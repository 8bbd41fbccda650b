//! # Settings
//!
//! File-loadable configuration for a validation engine. Settings are parsed
//! from JSON or YAML, every field has a default, and unknown fields are
//! rejected so a typo cannot silently fall back to a default.
//!
//! ```yaml
//! strategy: fail_fast
//! max_depth: 20
//! collection_force_key: "*"
//! required_message: "This field is required"
//! ```

use serde::{Deserialize, Serialize};

use crate::error::SettingsError;
use crate::errors::Error;
use crate::options::{
    ExecutionOptions, ValidationStrategy, DEFAULT_COLLECTION_FORCE_KEY, DEFAULT_ERROR_MESSAGE,
    DEFAULT_MAX_DEPTH, DEFAULT_REQUIRED_MESSAGE,
};

/// Upper bound accepted for `max_depth`.
pub const MAX_DEPTH_LIMIT: usize = 1024;

/// Serializable form of [`ExecutionOptions`].
#[derive(Debug, Clone, PartialEq, Eq, Serialize, Deserialize)]
#[serde(default, deny_unknown_fields)]
pub struct ValidationSettings {
    /// Default strategy for validation calls.
    pub strategy: ValidationStrategy,
    /// Nested-model recursion limit.
    pub max_depth: usize,
    /// Member name used for collections validated by force.
    pub collection_force_key: String,
    /// Message of the global required error.
    pub required_message: String,
    /// Message of the global default error.
    pub default_message: String,
}

impl Default for ValidationSettings {
    fn default() -> Self {
        Self {
            strategy: ValidationStrategy::default(),
            max_depth: DEFAULT_MAX_DEPTH,
            collection_force_key: DEFAULT_COLLECTION_FORCE_KEY.to_string(),
            required_message: DEFAULT_REQUIRED_MESSAGE.to_string(),
            default_message: DEFAULT_ERROR_MESSAGE.to_string(),
        }
    }
}

impl ValidationSettings {
    /// Parse settings from a JSON document.
    ///
    /// # Errors
    ///
    /// Returns [`SettingsError::Json`] on malformed input or unknown fields.
    pub fn from_json_str(input: &str) -> Result<Self, SettingsError> {
        Ok(serde_json::from_str(input)?)
    }

    /// Parse settings from a YAML document.
    ///
    /// # Errors
    ///
    /// Returns [`SettingsError::Yaml`] on malformed input or unknown fields.
    pub fn from_yaml_str(input: &str) -> Result<Self, SettingsError> {
        Ok(serde_yaml::from_str(input)?)
    }

    /// Validate the settings and build execution options.
    ///
    /// # Errors
    ///
    /// Returns [`SettingsError::InvalidValue`] for an empty force key or
    /// message, or a `max_depth` above [`MAX_DEPTH_LIMIT`].
    pub fn into_options(self) -> Result<ExecutionOptions, SettingsError> {
        if self.collection_force_key.is_empty() {
            return Err(SettingsError::InvalidValue {
                field: "collection_force_key",
                reason: "must not be empty".into(),
            });
        }
        if self.required_message.trim().is_empty() {
            return Err(SettingsError::InvalidValue {
                field: "required_message",
                reason: "must not be blank".into(),
            });
        }
        if self.default_message.trim().is_empty() {
            return Err(SettingsError::InvalidValue {
                field: "default_message",
                reason: "must not be blank".into(),
            });
        }
        if self.max_depth > MAX_DEPTH_LIMIT {
            return Err(SettingsError::InvalidValue {
                field: "max_depth",
                reason: format!("{} exceeds the limit of {MAX_DEPTH_LIMIT}", self.max_depth),
            });
        }
        if self.strategy.is_force() {
            tracing::warn!("settings select the force strategy as the default for every call");
        }

        Ok(ExecutionOptions {
            strategy: self.strategy,
            max_depth: self.max_depth,
            collection_force_key: self.collection_force_key,
            required_error: Error::new(self.required_message),
            default_error: Error::new(self.default_message),
        })
    }
}

#[cfg(test)]
mod tests {
    use super::*;

    #[test]
    fn test_empty_json_uses_defaults() {
        let s = ValidationSettings::from_json_str("{}").unwrap();
        assert_eq!(s, ValidationSettings::default());
        assert_eq!(s.into_options().unwrap(), ExecutionOptions::default());
    }

    #[test]
    fn test_yaml_overrides() {
        let yaml = r#"
strategy: fail_fast
max_depth: 3
collection_force_key: "*"
required_message: "Missing"
"#;
        let options = ValidationSettings::from_yaml_str(yaml)
            .unwrap()
            .into_options()
            .unwrap();
        assert_eq!(options.strategy, ValidationStrategy::FailFast);
        assert_eq!(options.max_depth, 3);
        assert_eq!(options.collection_force_key, "*");
        assert_eq!(options.required_error.message(), "Missing");
        assert_eq!(options.default_error.message(), "Error");
    }

    #[test]
    fn test_unknown_field_rejected() {
        let err = ValidationSettings::from_json_str(r#"{"max_dept": 3}"#).unwrap_err();
        assert!(matches!(err, SettingsError::Json(_)));
    }

    #[test]
    fn test_empty_force_key_rejected() {
        let s = ValidationSettings {
            collection_force_key: String::new(),
            ..ValidationSettings::default()
        };
        match s.into_options() {
            Err(SettingsError::InvalidValue { field, .. }) => {
                assert_eq!(field, "collection_force_key")
            }
            other => panic!("Expected InvalidValue, got: {other:?}"),
        }
    }

    #[test]
    fn test_max_depth_limit() {
        let s = ValidationSettings {
            max_depth: MAX_DEPTH_LIMIT + 1,
            ..ValidationSettings::default()
        };
        assert!(s.into_options().is_err());
    }
}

:::::

→ PROBLEM DETAILS:
Exact copies of all the records are to be printed.

→ WRITTEN RESPONSE:
repository 8bbd41fbccda650b
//! # Settings
//!
//! File-loadable configuration for a validation engine. Settings are parsed
//! from JSON or YAML, every field has a default, and unknown fields are
//! rejected so a typo cannot silently fall back to a default.
//!
//! ```yaml
//! strategy: fail_fast
//! max_depth: 20
//! collection_force_key: "*"
//! required_message: "This field is required"
//! ```

use serde::{Deserialize, Serialize};

use crate::error::SettingsError;
use crate::errors::Error;
use crate::options::{
    ExecutionOptions, ValidationStrategy, DEFAULT_COLLECTION_FORCE_KEY, DEFAULT_ERROR_MESSAGE,
    DEFAULT_MAX_DEPTH, DEFAULT_REQUIRED_MESSAGE,
};

/// Upper bound accepted for `max_depth`.
pub const MAX_DEPTH_LIMIT: usize = 1024;

/// Serializable form of [`ExecutionOptions`].
#[derive(Debug, Clone, PartialEq, Eq, Serialize, Deserialize)]
#[serde(default, deny_unknown_fields)]
pub struct ValidationSettings {
    /// Default strategy for validation calls.
    pub strategy: ValidationStrategy,
    /// Nested-model recursion limit.
    pub max_depth: usize,
    /// Member name used for collections validated by force.
    pub collection_force_key: String,
    /// Message of the global required error.
    pub required_message: String,
    /// Message of the global default error.
    pub default_message: String,
}

impl Default for ValidationSettings {
    fn default() -> Self {
        Self {
            strategy: ValidationStrategy::default(),
            max_depth: DEFAULT_MAX_DEPTH,
            collection_force_key: DEFAULT_COLLECTION_FORCE_KEY.to_string(),
            required_message: DEFAULT_REQUIRED_MESSAGE.to_string(),
            default_message: DEFAULT_ERROR_MESSAGE.to_string(),
        }
    }
}

impl ValidationSettings {
    /// Parse settings from a JSON document.
    ///
    /// # Errors
    ///
    /// Returns [`SettingsError::Json`] on malformed input or unknown fields.
    pub fn from_json_str(input: &str) -> Result<Self, SettingsError> {
        Ok(serde_json::from_str(input)?)
    }

    /// Parse settings from a YAML document.
    ///
    /// # Errors
    ///
    /// Returns [`SettingsError::Yaml`] on malformed input or unknown fields.
    pub fn from_yaml_str(input: &str) -> Result<Self, SettingsError> {
        Ok(serde_yaml::from_str(input)?)
    }

    /// Validate the settings and build execution options.
    ///
    /// # Errors
    ///
    /// Returns [`SettingsError::InvalidValue`] for an empty force key or
    /// message, or a `max_depth` above [`MAX_DEPTH_LIMIT`].
    pub fn into_options(self) -> Result<ExecutionOptions, SettingsError> {
        if self.collection_force_key.is_empty() {
            return Err(SettingsError::InvalidValue {
                field: "collection_force_key",
                reason: "must not be empty".into(),
            });
        }
        if self.required_message.trim().is_empty() {
            return Err(SettingsError::InvalidValue {
                field: "required_message",
                reason: "must not be blank".into(),
            });
        }
        if self.default_message.trim().is_empty() {
            return Err(SettingsError::InvalidValue {
                field: "default_message",
                reason: "must not be blank".into(),
            });
        }
        if self.max_depth > MAX_DEPTH_LIMIT {
            return Err(SettingsError::InvalidValue {
                field: "max_depth",
                reason: format!("{} exceeds the limit of {MAX_DEPTH_LIMIT}", self.max_depth),
            });
        }
        if self.strategy.is_force() {
            tracing::warn!("settings select the force strategy as the default for every call");
        }

        Ok(ExecutionOptions {
            strategy: self.strategy,
            max_depth: self.max_depth,
            collection_force_key: self.collection_force_key,
            required_error: Error::new(self.required_message),
            default_error: Error::new(self.default_message),
        })
    }
}

#[cfg(test)]
mod tests {
    use super::*;

    #[test]
    fn test_empty_json_uses_defaults() {
        let s = ValidationSettings::from_json_str("{}").unwrap();
        assert_eq!(s, ValidationSettings::default());
        assert_eq!(s.into_options().unwrap(), ExecutionOptions::default());
    }

    #[test]
    fn test_yaml_overrides() {
        let yaml = r#"
strategy: fail_fast
max_depth: 3
collection_force_key: "*"
required_message: "Missing"
"#;
        let options = ValidationSettings::from_yaml_str(yaml)
            .unwrap()
            .into_options()
            .unwrap();
        assert_eq!(options.strategy, ValidationStrategy::FailFast);
        assert_eq!(options.max_depth, 3);
        assert_eq!(options.collection_force_key, "*");
        assert_eq!(options.required_error.message(), "Missing");
        assert_eq!(options.default_error.message(), "Error");
    }

    #[test]
    fn test_unknown_field_rejected() {
        let err = ValidationSettings::from_json_str(r#"{"max_dept": 3}"#).unwrap_err();
        assert!(matches!(err, SettingsError::Json(_)));
    }

    #[test]
    fn test_empty_force_key_rejected() {
        let s = ValidationSettings {
            collection_force_key: String::new(),
            ..ValidationSettings::default()
        };
        match s.into_options() {
            Err(SettingsError::InvalidValue { field, .. }) => {
                assert_eq!(field, "collection_force_key")
            }
            other => panic!("Expected InvalidValue, got: {other:?}"),
        }
    }

    #[test]
    fn test_max_depth_limit() {
        let s = ValidationSettings {
            max_depth: MAX_DEPTH_LIMIT + 1,
            ..ValidationSettings::default()
        };
        assert!(s.into_options().is_err());
    }
}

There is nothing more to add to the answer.